_What you should do:_ Every line in the material below that includes "return" should be copied.

_Source data:_
□ □ □
use thiserror::Error;

use crate::core::realtime::RealtimeError;

/// Errors raised while relaying one call.
///
/// Whether an error ends the session is decided by [`RelayError::is_fatal`]:
/// a single bad event from the AI endpoint is skipped, anything that breaks
/// the telephony envelope or a transport is not.
#[derive(Debug, Error)]
pub enum RelayError {
    /// Telephony frame that is not a valid media-stream envelope
    #[error("Malformed telephony frame: {0}")]
    MalformedFrame(String),

    /// AI endpoint event that could not be parsed
    #[error("Malformed realtime event: {0}")]
    MalformedEvent(String),

    /// Audio payload that is not valid base64
    #[error("Invalid audio payload: {0}")]
    Codec(#[from] base64::DecodeError),

    /// Telephony writer is gone
    #[error("Telephony connection closed")]
    TelephonyClosed,

    /// Failure on the AI endpoint connection
    #[error("Realtime connection error: {0}")]
    Realtime(#[from] RealtimeError),
}

impl RelayError {
    /// Whether the session must be torn down.
    pub fn is_fatal(&self) -> bool {
        !matches!(self, RelayError::MalformedEvent(_) | RelayError::Codec(_))
    }
}

pub type RelayResult<T> = Result<T, RelayError>;
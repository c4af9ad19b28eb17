//! End-to-end relay tests
//!
//! Runs the full server on an ephemeral port, points it at a mock realtime
//! endpoint and drives it with a WebSocket client speaking the telephony
//! media-stream protocol.

mod mock_providers;

use futures_util::{SinkExt, StreamExt};
use serde_json::{Value, json};
use std::net::SocketAddr;
use std::time::Duration;
use tokio::net::{TcpListener, TcpStream};
use tokio::time::timeout;
use tokio_tungstenite::{
    MaybeTlsStream, WebSocketStream, connect_async, tungstenite::Message,
};

use mock_providers::RealtimeMockServer;
use waav_relay::{
    ServerConfig, build_router,
    config::{DEFAULT_CONNECT_PROMPT, DEFAULT_READY_PROMPT},
    core::relay::MarkOverflowPolicy,
    state::AppState,
};

const WAIT: Duration = Duration::from_secs(5);

type Client = WebSocketStream<MaybeTlsStream<TcpStream>>;

fn relay_config(realtime_url: String, greet_first: bool) -> ServerConfig {
    ServerConfig {
        host: "127.0.0.1".to_string(),
        port: 0,
        tls: None,
        public_host: None,
        openai_api_key: Some("sk-e2e".to_string()),
        openai_realtime_url: Some(realtime_url),
        realtime_model: "gpt-4o-realtime-preview-2024-10-01".to_string(),
        realtime_voice: "alloy".to_string(),
        system_instructions: "You are a test assistant.".to_string(),
        system_knowledge_path: None,
        temperature: 0.8,
        greet_first,
        greeting_prompt: "Say hello.".to_string(),
        connect_timeout_seconds: 5,
        max_pending_marks: 1024,
        mark_overflow_policy: MarkOverflowPolicy::DropOldest,
        connect_prompt: DEFAULT_CONNECT_PROMPT.to_string(),
        ready_prompt: DEFAULT_READY_PROMPT.to_string(),
    }
}

async fn start_relay(config: ServerConfig) -> SocketAddr {
    let listener = TcpListener::bind("127.0.0.1:0").await.unwrap();
    let addr = listener.local_addr().unwrap();
    let app = build_router(AppState::new(config));
    tokio::spawn(async move {
        axum::serve(listener, app).await.unwrap();
    });
    addr
}

async fn connect_telephony(addr: SocketAddr) -> Client {
    let (client, _) = connect_async(format!("ws://{addr}/media-stream"))
        .await
        .unwrap();
    client
}

async fn send_json(client: &mut Client, value: Value) {
    client
        .send(Message::Text(value.to_string().into()))
        .await
        .unwrap();
}

/// Next JSON text frame, or `None` when the server closes.
async fn next_json(client: &mut Client) -> Option<Value> {
    loop {
        match timeout(WAIT, client.next()).await.ok()?? {
            Ok(Message::Text(text)) => return serde_json::from_str(text.as_str()).ok(),
            Ok(Message::Close(_)) | Err(_) => return None,
            Ok(_) => continue,
        }
    }
}

fn start_frame(stream_sid: &str) -> Value {
    json!({
        "event": "start",
        "sequenceNumber": "1",
        "streamSid": stream_sid,
        "start": {
            "streamSid": stream_sid,
            "accountSid": "AC1",
            "callSid": "CA1",
            "tracks": ["inbound"],
            "customParameters": {},
            "mediaFormat": {"encoding": "audio/x-mulaw", "sampleRate": 8000, "channels": 1}
        }
    })
}

fn media_frame(stream_sid: &str, timestamp: u64) -> Value {
    json!({
        "event": "media",
        "sequenceNumber": "2",
        "streamSid": stream_sid,
        "media": {"track": "inbound", "chunk": "1", "timestamp": timestamp.to_string(), "payload": "f39/fw=="}
    })
}

#[tokio::test]
async fn test_full_call_with_barge_in() {
    let mock = RealtimeMockServer::start(vec![
        Some(json!({
            "type": "response.audio.delta",
            "response_id": "resp_1",
            "item_id": "item_1",
            "output_index": 0,
            "content_index": 0,
            "delta": "AAEC"
        })),
        Some(json!({
            "type": "input_audio_buffer.speech_started",
            "audio_start_ms": 1300,
            "item_id": "item_user"
        })),
    ])
    .await;
    let addr = start_relay(relay_config(mock.url(), false)).await;
    let mut client = connect_telephony(addr).await;

    send_json(&mut client, json!({"event": "connected", "protocol": "Call", "version": "1.0.0"})).await;
    send_json(&mut client, start_frame("MZ-e2e")).await;
    send_json(&mut client, media_frame("MZ-e2e", 100)).await;

    // Assistant audio and its playback mark
    let media = next_json(&mut client).await.unwrap();
    assert_eq!(media["event"], "media");
    assert_eq!(media["streamSid"], "MZ-e2e");
    assert_eq!(media["media"]["payload"], "AAEC");

    let mark = next_json(&mut client).await.unwrap();
    assert_eq!(mark, json!({"event": "mark", "streamSid": "MZ-e2e", "mark": {"name": "responsePart"}}));

    // Caller speaks 1200 ms into the reply
    send_json(&mut client, media_frame("MZ-e2e", 1300)).await;

    let clear = next_json(&mut client).await.unwrap();
    assert_eq!(clear, json!({"event": "clear", "streamSid": "MZ-e2e"}));

    let truncate = mock
        .state
        .wait_for("conversation.item.truncate", WAIT)
        .await
        .unwrap();
    assert_eq!(truncate["item_id"], "item_1");
    assert_eq!(truncate["content_index"], 0);
    assert_eq!(truncate["audio_end_ms"], 1200);

    // Handshake and session configuration
    assert_eq!(mock.state.authorization.lock().as_deref(), Some("Bearer sk-e2e"));
    assert_eq!(mock.state.beta_header.lock().as_deref(), Some("realtime=v1"));
    assert!(
        mock.state
            .request_uri
            .lock()
            .as_deref()
            .unwrap()
            .contains("model=gpt-4o-realtime-preview-2024-10-01")
    );

    let types = mock.state.event_types();
    assert_eq!(types[0], "session.update");
    assert_eq!(
        types.iter().filter(|t| *t == "input_audio_buffer.append").count(),
        2
    );

    let update = &mock.state.events_of("session.update")[0];
    assert_eq!(update["session"]["input_audio_format"], "g711_ulaw");
    assert_eq!(update["session"]["output_audio_format"], "g711_ulaw");
    assert_eq!(update["session"]["turn_detection"]["type"], "server_vad");
    assert_eq!(update["session"]["instructions"], "You are a test assistant.");

    let append = &mock.state.events_of("input_audio_buffer.append")[0];
    assert_eq!(append["audio"], "f39/fw==");

    client.close(None).await.unwrap();
}

#[tokio::test]
async fn test_greet_first_sends_greeting() {
    let mock = RealtimeMockServer::start(Vec::new()).await;
    let addr = start_relay(relay_config(mock.url(), true)).await;
    let mut client = connect_telephony(addr).await;
    send_json(&mut client, start_frame("MZ-greet")).await;

    mock.state
        .wait_for("response.create", WAIT)
        .await
        .unwrap();

    let types = mock.state.event_types();
    assert_eq!(
        &types[..3],
        &["session.update", "conversation.item.create", "response.create"]
    );

    let item = &mock.state.events_of("conversation.item.create")[0];
    assert_eq!(item["item"]["role"], "user");
    assert_eq!(item["item"]["content"][0]["type"], "input_text");
    assert_eq!(item["item"]["content"][0]["text"], "Say hello.");

    client.close(None).await.unwrap();
}

#[tokio::test]
async fn test_telephony_closed_when_realtime_unreachable() {
    // Reserve a port, then free it so nothing is listening
    let unused = TcpListener::bind("127.0.0.1:0").await.unwrap();
    let dead_url = format!("ws://{}", unused.local_addr().unwrap());
    drop(unused);

    let addr = start_relay(relay_config(dead_url, false)).await;
    let mut client = connect_telephony(addr).await;

    assert!(next_json(&mut client).await.is_none());
}

#[tokio::test]
async fn test_realtime_closed_when_telephony_hangs_up() {
    let mock = RealtimeMockServer::start(Vec::new()).await;
    let addr = start_relay(relay_config(mock.url(), false)).await;
    let mut client = connect_telephony(addr).await;

    send_json(&mut client, start_frame("MZ-bye")).await;
    mock.state.wait_for("session.update", WAIT).await.unwrap();

    send_json(&mut client, json!({"event": "stop", "streamSid": "MZ-bye", "stop": {}})).await;
    client.close(None).await.unwrap();

    assert!(mock.state.wait_for_disconnect(WAIT).await);
}

#[tokio::test]
async fn test_hang_up_ends_call_during_two_way_burst() {
    // The first append unleashes a long reply with a barge-in every 50 deltas
    let flood: Vec<Value> = (0..600)
        .map(|i| {
            if i % 50 == 49 {
                json!({
                    "type": "input_audio_buffer.speech_started",
                    "audio_start_ms": i,
                    "item_id": "item_user"
                })
            } else {
                json!({
                    "type": "response.audio.delta",
                    "response_id": "resp_burst",
                    "item_id": format!("item_{}", i / 50),
                    "output_index": 0,
                    "content_index": 0,
                    "delta": "AAEC"
                })
            }
        })
        .collect();
    let mock = RealtimeMockServer::start_batches(vec![flood]).await;
    let addr = start_relay(relay_config(mock.url(), false)).await;
    let client = connect_telephony(addr).await;
    let (mut write, mut read) = client.split();

    let reader = tokio::spawn(async move {
        let mut frames = 0usize;
        while let Some(Ok(msg)) = read.next().await {
            if msg.is_text() {
                frames += 1;
            }
        }
        frames
    });

    write
        .send(Message::Text(start_frame("MZ-burst").to_string().into()))
        .await
        .unwrap();
    for timestamp in 0..1500 {
        let frame = media_frame("MZ-burst", timestamp * 20);
        write
            .send(Message::Text(frame.to_string().into()))
            .await
            .unwrap();
    }

    mock.state
        .wait_for("conversation.item.truncate", WAIT)
        .await
        .expect("barge-in reached the realtime side");

    write.send(Message::Close(None)).await.unwrap();

    assert!(mock.state.wait_for_disconnect(WAIT).await);
    let frames = timeout(WAIT, reader)
        .await
        .expect("relay closed the telephony side")
        .unwrap();
    assert!(frames > 0);
}
//! OpenAI Realtime API configuration types.
//!
//! This module contains configuration types for OpenAI's Realtime API:
//! - Model selection
//! - Voice selection
//! - Audio format configuration

use serde::{Deserialize, Serialize};

/// OpenAI Realtime API WebSocket endpoint.
pub const OPENAI_REALTIME_URL: &str = "wss://api.openai.com/v1/realtime";

/// Sample rate of the G.711 audio exchanged with the telephony leg.
pub const TELEPHONY_SAMPLE_RATE: u32 = 8000;

// =============================================================================
// Models
// =============================================================================

/// Supported OpenAI Realtime models.
#[derive(Debug, Clone, Copy, PartialEq, Eq, Default, Serialize, Deserialize)]
pub enum OpenAIRealtimeModel {
    /// GPT-4o Realtime Preview 2024-10-01
    #[default]
    #[serde(rename = "gpt-4o-realtime-preview-2024-10-01")]
    Gpt4oRealtimePreview20241001,
    /// GPT-4o Realtime Preview model
    #[serde(rename = "gpt-4o-realtime-preview")]
    Gpt4oRealtimePreview,
    /// GPT-4o Realtime Preview 2024-12-17
    #[serde(rename = "gpt-4o-realtime-preview-2024-12-17")]
    Gpt4oRealtimePreview20241217,
    /// GPT-4o Mini Realtime Preview
    #[serde(rename = "gpt-4o-mini-realtime-preview")]
    Gpt4oMiniRealtimePreview,
}

impl OpenAIRealtimeModel {
    /// Convert to the API parameter value.
    #[inline]
    pub fn as_str(&self) -> &'static str {
        match self {
            Self::Gpt4oRealtimePreview20241001 => "gpt-4o-realtime-preview-2024-10-01",
            Self::Gpt4oRealtimePreview => "gpt-4o-realtime-preview",
            Self::Gpt4oRealtimePreview20241217 => "gpt-4o-realtime-preview-2024-12-17",
            Self::Gpt4oMiniRealtimePreview => "gpt-4o-mini-realtime-preview",
        }
    }

    /// Parse from string, with fallback to default.
    pub fn from_str_or_default(s: &str) -> Self {
        match s.to_lowercase().as_str() {
            "gpt-4o-realtime-preview-2024-10-01" => Self::Gpt4oRealtimePreview20241001,
            "gpt-4o-realtime-preview" => Self::Gpt4oRealtimePreview,
            "gpt-4o-realtime-preview-2024-12-17" => Self::Gpt4oRealtimePreview20241217,
            "gpt-4o-mini-realtime-preview" => Self::Gpt4oMiniRealtimePreview,
            _ => Self::default(),
        }
    }
}

impl std::fmt::Display for OpenAIRealtimeModel {
    fn fmt(&self, f: &mut std::fmt::Formatter<'_>) -> std::fmt::Result {
        write!(f, "{}", self.as_str())
    }
}

// =============================================================================
// Voices
// =============================================================================

/// Available voices for OpenAI Realtime API.
#[derive(Debug, Clone, Copy, PartialEq, Eq, Default, Serialize, Deserialize)]
#[serde(rename_all = "lowercase")]
pub enum OpenAIRealtimeVoice {
    /// Alloy voice (default)
    #[default]
    Alloy,
    /// Ash voice
    Ash,
    /// Ballad voice
    Ballad,
    /// Coral voice
    Coral,
    /// Echo voice
    Echo,
    /// Sage voice
    Sage,
    /// Shimmer voice
    Shimmer,
    /// Verse voice
    Verse,
}

impl OpenAIRealtimeVoice {
    /// Convert to the API parameter value.
    #[inline]
    pub fn as_str(&self) -> &'static str {
        match self {
            Self::Alloy => "alloy",
            Self::Ash => "ash",
            Self::Ballad => "ballad",
            Self::Coral => "coral",
            Self::Echo => "echo",
            Self::Sage => "sage",
            Self::Shimmer => "shimmer",
            Self::Verse => "verse",
        }
    }

    /// Parse from string, with fallback to default.
    pub fn from_str_or_default(s: &str) -> Self {
        match s.to_lowercase().as_str() {
            "alloy" => Self::Alloy,
            "ash" => Self::Ash,
            "ballad" => Self::Ballad,
            "coral" => Self::Coral,
            "echo" => Self::Echo,
            "sage" => Self::Sage,
            "shimmer" => Self::Shimmer,
            "verse" => Self::Verse,
            _ => Self::default(),
        }
    }
}

impl std::fmt::Display for OpenAIRealtimeVoice {
    fn fmt(&self, f: &mut std::fmt::Formatter<'_>) -> std::fmt::Result {
        write!(f, "{}", self.as_str())
    }
}

// =============================================================================
// Audio Formats
// =============================================================================

/// Audio formats accepted by the Realtime API.
///
/// The telephony leg carries 8kHz G.711 u-law, so that is the default and
/// lets audio pass through the relay without transcoding.
#[derive(Debug, Clone, Copy, PartialEq, Eq, Default, Serialize, Deserialize)]
pub enum OpenAIRealtimeAudioFormat {
    /// G.711 u-law (8-bit)
    #[default]
    #[serde(rename = "g711_ulaw")]
    G711Ulaw,
    /// G.711 a-law (8-bit)
    #[serde(rename = "g711_alaw")]
    G711Alaw,
    /// PCM 16-bit signed little-endian
    #[serde(rename = "pcm16")]
    Pcm16,
}

impl OpenAIRealtimeAudioFormat {
    /// Convert to the API parameter value.
    #[inline]
    pub fn as_str(&self) -> &'static str {
        match self {
            Self::G711Ulaw => "g711_ulaw",
            Self::G711Alaw => "g711_alaw",
            Self::Pcm16 => "pcm16",
        }
    }

    /// Get the sample rate for this format.
    #[inline]
    pub fn sample_rate(&self) -> u32 {
        match self {
            Self::Pcm16 => 24000,
            Self::G711Ulaw | Self::G711Alaw => TELEPHONY_SAMPLE_RATE,
        }
    }

    /// Parse from string, with fallback to default.
    pub fn from_str_or_default(s: &str) -> Self {
        match s.to_lowercase().as_str() {
            "g711_ulaw" | "ulaw" | "mulaw" | "audio/x-mulaw" => Self::G711Ulaw,
            "g711_alaw" | "alaw" => Self::G711Alaw,
            "pcm16" | "pcm" | "linear16" => Self::Pcm16,
            _ => Self::default(),
        }
    }
}

impl std::fmt::Display for OpenAIRealtimeAudioFormat {
    fn fmt(&self, f: &mut std::fmt::Formatter<'_>) -> std::fmt::Result {
        write!(f, "{}", self.as_str())
    }
}

// =============================================================================
// Modalities
// =============================================================================

/// Output modalities for OpenAI Realtime API.
#[derive(Debug, Clone, Copy, PartialEq, Eq, Serialize, Deserialize)]
#[serde(rename_all = "lowercase")]
pub enum Modality {
    /// Text output
    Text,
    /// Audio output
    Audio,
}

impl Modality {
    /// Convert to the API parameter value.
    #[inline]
    pub fn as_str(&self) -> &'static str {
        match self {
            Self::Text => "text",
            Self::Audio => "audio",
        }
    }
}

// =============================================================================
// Tests
// =============================================================================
□ □ □
_Your solution:_
            Ok(Message::Text(text)) => return serde_json::from_str(text.as_str()).ok(),
            Ok(Message::Close(_)) | Err(_) => return None,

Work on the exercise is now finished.